• [TASK INSTRUCTIONS]
All lines in the material with the string "rewritten" should be listed.

• [SUPPLIED RECORDS]

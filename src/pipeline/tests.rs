use std::fs;
use std::io::{Cursor, Read};

use tempfile::TempDir;
use zip::ZipArchive;

use super::*;
use crate::archive::DirSink;
use crate::digest::{DigestKey, entry_path};

fn read_zip(bytes: Vec<u8>) -> ZipArchive<Cursor<Vec<u8>>> {
    ZipArchive::new(Cursor::new(bytes)).unwrap()
}

fn entry_text(zip: &mut ZipArchive<Cursor<Vec<u8>>>, name: &str) -> String {
    let mut file = zip.by_name(name).unwrap();
    let mut text = String::new();
    file.read_to_string(&mut text).unwrap();
    text
}

#[test]
fn test_single_html_function_end_to_end() {
    let html = "<html><body><script>function foo(){return 1;}</script></body></html>";
    let output = process(html, "");

    assert_eq!(output.summary.html_functions, 1);
    assert_eq!(output.summary.js_functions, 0);
    assert_eq!(output.summary.references_dropped, 0);
    assert_eq!(output.summary.archive_entries, 2);

    let key = DigestKey::of("foo");
    let mut zip = read_zip(output.archive.into_zip_bytes().unwrap());

    let function = entry_text(&mut zip, &format!("{key}/foo.js"));
    assert_eq!(function, "function foo(){return 1;}");

    let updated = entry_text(&mut zip, UPDATED_HTML_NAME);
    assert_eq!(
        updated,
        format!("<html><body><script src=\"{key}/foo.js\"></script>\n</body></html>")
    );
}

#[test]
fn test_archive_paths_match_html_references() {
    let html = "<body><script>function alpha(){a();} function beta(){b();}</script></body>";
    let output = process(html, "");

    let archive_paths: Vec<String> = output
        .archive
        .paths()
        .filter(|p| *p != UPDATED_HTML_NAME)
        .map(str::to_string)
        .collect();

    let mut zip = read_zip(output.archive.into_zip_bytes().unwrap());
    let updated = entry_text(&mut zip, UPDATED_HTML_NAME);

    // Every folder created in the archive is referenced by the rewritten
    // HTML under exactly the same path, and vice versa.
    for path in &archive_paths {
        assert!(
            updated.contains(&format!("<script src=\"{path}\"></script>")),
            "archive entry `{path}` not referenced in rewritten HTML"
        );
    }
    assert_eq!(updated.matches("<script src=").count(), archive_paths.len());
}

#[test]
fn test_js_file_functions_archived_but_not_referenced() {
    let html = "<html><body></body></html>";
    let js = "function helper(){return 2;}";
    let output = process(html, js);

    assert_eq!(output.summary.html_functions, 0);
    assert_eq!(output.summary.js_functions, 1);

    let mut zip = read_zip(output.archive.into_zip_bytes().unwrap());
    let helper = entry_text(&mut zip, &entry_path("helper"));
    assert_eq!(helper, js);

    let updated = entry_text(&mut zip, UPDATED_HTML_NAME);
    assert!(!updated.contains("<script"));
}

#[test]
fn test_shared_name_last_write_wins_html_before_js() {
    let html = "<body><script>function f(){fromHtml();}</script></body>";
    let js = "function f(){fromJs();}";
    let output = process(html, js);

    let mut zip = read_zip(output.archive.into_zip_bytes().unwrap());
    let text = entry_text(&mut zip, &entry_path("f"));
    assert_eq!(text, "function f(){fromJs();}");
}

#[test]
fn test_missing_body_close_drops_references() {
    let html = "<div><script>function foo(){}</script></div>";
    let output = process(html, "");

    assert_eq!(output.summary.references_dropped, 1);

    let mut zip = read_zip(output.archive.into_zip_bytes().unwrap());
    // Function still archived, HTML stripped but unreferenced
    assert_eq!(entry_text(&mut zip, &entry_path("foo")), "function foo(){}");
    assert_eq!(entry_text(&mut zip, UPDATED_HTML_NAME), "<div></div>");
}

#[test]
fn test_empty_js_same_as_absent() {
    let temp = TempDir::new().unwrap();
    let html_path = temp.path().join("page.html");
    let js_path = temp.path().join("empty.js");
    fs::write(
        &html_path,
        "<html><body><script>function foo(){}</script></body></html>",
    )
    .unwrap();
    fs::write(&js_path, "").unwrap();

    let sink_a = DirSink::new(temp.path().join("a"));
    let sink_b = DirSink::new(temp.path().join("b"));

    let without_js = run(&html_path, None, DEFAULT_ARCHIVE_NAME, &sink_a).unwrap();
    let with_empty_js = run(&html_path, Some(&js_path), DEFAULT_ARCHIVE_NAME, &sink_b).unwrap();

    assert_eq!(without_js, with_empty_js);

    let bytes_a = fs::read(temp.path().join("a").join(DEFAULT_ARCHIVE_NAME)).unwrap();
    let bytes_b = fs::read(temp.path().join("b").join(DEFAULT_ARCHIVE_NAME)).unwrap();
    assert_eq!(bytes_a, bytes_b);
}

#[test]
fn test_run_emits_archive_through_sink() {
    let temp = TempDir::new().unwrap();
    let html_path = temp.path().join("page.html");
    fs::write(
        &html_path,
        "<html><body><script>function foo(){}</script></body></html>",
    )
    .unwrap();

    let sink = DirSink::new(temp.path().join("out"));
    let summary = run(&html_path, None, DEFAULT_ARCHIVE_NAME, &sink).unwrap();
    assert_eq!(summary.archive_entries, 2);

    let bytes = fs::read(temp.path().join("out").join(DEFAULT_ARCHIVE_NAME)).unwrap();
    let mut zip = read_zip(bytes);
    assert_eq!(zip.len(), 2);
    assert!(entry_text(&mut zip, UPDATED_HTML_NAME).contains("</body>"));
}

#[test]
fn test_missing_html_input_is_typed_error() {
    let temp = TempDir::new().unwrap();
    let sink = DirSink::new(temp.path());

    let err = run(
        &temp.path().join("missing.html"),
        None,
        DEFAULT_ARCHIVE_NAME,
        &sink,
    )
    .unwrap_err();

    assert!(matches!(err, PipelineError::HtmlInput { .. }));
}

#[test]
fn test_plain_html_produces_only_updated_file() {
    let output = process("<html><body><p>no scripts here</p></body></html>", "");

    assert_eq!(output.summary.html_functions, 0);
    assert_eq!(output.summary.archive_entries, 1);

    let mut zip = read_zip(output.archive.into_zip_bytes().unwrap());
    assert_eq!(
        entry_text(&mut zip, UPDATED_HTML_NAME),
        "<html><body><p>no scripts here</p></body></html>"
    );
}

• [SOLUTION]
    // Every folder created in the archive is referenced by the rewritten
            "archive entry `{path}` not referenced in rewritten HTML"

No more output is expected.